_Data extracts_
=-=-=
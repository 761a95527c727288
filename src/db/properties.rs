use rusqlite::types::ToSqlOutput;
use rusqlite::{params_from_iter, Row, ToSql};

use crate::db::connection::Database;
use crate::db::PropertyStore;
use crate::domain::filter::FilterValue;
use crate::domain::property::PropertyRecord;
use crate::errors::{AppError, AppResult};
use crate::search::query::PropertyQuery;

impl ToSql for FilterValue {
    fn to_sql(&self) -> rusqlite::Result<ToSqlOutput<'_>> {
        Ok(match self {
            FilterValue::Integer(v) => ToSqlOutput::from(*v),
            FilterValue::Decimal(v) => ToSqlOutput::from(*v),
            FilterValue::Text(s) => ToSqlOutput::from(s.as_str()),
            FilterValue::Boolean(b) => ToSqlOutput::from(*b),
        })
    }
}

impl PropertyStore for Database {
    fn ping(&self) -> AppResult<()> {
        self.with_conn(|conn| {
            conn.query_row("SELECT 1", [], |row| row.get::<_, i64>(0))
                .map_err(|e| AppError::Connect(format!("Ping failed: {e}")))?;
            Ok(())
        })
    }

    fn for_each_property(
        &self,
        query: &PropertyQuery,
        visit: &mut dyn FnMut(PropertyRecord) -> AppResult<()>,
    ) -> AppResult<usize> {
        let sql = query.sql();
        tracing::debug!(%sql, params = query.conditions().len(), "executing property search");

        // Statement and cursor live only inside this closure.
        self.with_conn(|conn| {
            let mut stmt = conn
                .prepare(&sql)
                .map_err(|e| AppError::Query(e.to_string()))?;
            let mut rows = stmt
                .query(params_from_iter(query.params()))
                .map_err(|e| AppError::Query(e.to_string()))?;

            let mut count = 0;
            while let Some(row) = rows.next().map_err(|e| AppError::Query(e.to_string()))? {
                let record = decode_property(row).map_err(|e| AppError::Decode(e.to_string()))?;
                visit(record)?;
                count += 1;
            }
            Ok(count)
        })
    }
}

/// Maps one projected row onto a `PropertyRecord`.
fn decode_property(row: &Row<'_>) -> rusqlite::Result<PropertyRecord> {
    Ok(PropertyRecord {
        square_footage: row.get("SquareFootage")?,
        lighting: row.get("Lighting")?,
        price: row.get("Price")?,
        rooms: row.get("Rooms")?,
        bathrooms: row.get("Bathrooms")?,
        latitude: row.get("Latitude")?,
        longitude: row.get("Longitude")?,
        description: row.get("Description")?,
        yard: row.get("Yard")?,
        garage: row.get("Garage")?,
        pool: row.get("Pool")?,
    })
}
=-=-=
_Task prompt_
Set down exactly, and only, the lines of the data above from the line containing "inside this closure." through the last one.

_Result for this exercise_
        // Statement and cursor live only inside this closure.
        self.with_conn(|conn| {
            let mut stmt = conn
                .prepare(&sql)
                .map_err(|e| AppError::Query(e.to_string()))?;
            let mut rows = stmt
                .query(params_from_iter(query.params()))
                .map_err(|e| AppError::Query(e.to_string()))?;

            let mut count = 0;
            while let Some(row) = rows.next().map_err(|e| AppError::Query(e.to_string()))? {
                let record = decode_property(row).map_err(|e| AppError::Decode(e.to_string()))?;
                visit(record)?;
                count += 1;
            }
            Ok(count)
        })
    }
}

/// Maps one projected row onto a `PropertyRecord`.
fn decode_property(row: &Row<'_>) -> rusqlite::Result<PropertyRecord> {
    Ok(PropertyRecord {
        square_footage: row.get("SquareFootage")?,
        lighting: row.get("Lighting")?,
        price: row.get("Price")?,
        rooms: row.get("Rooms")?,
        bathrooms: row.get("Bathrooms")?,
        latitude: row.get("Latitude")?,
        longitude: row.get("Longitude")?,
        description: row.get("Description")?,
        yard: row.get("Yard")?,
        garage: row.get("Garage")?,
        pool: row.get("Pool")?,
    })
}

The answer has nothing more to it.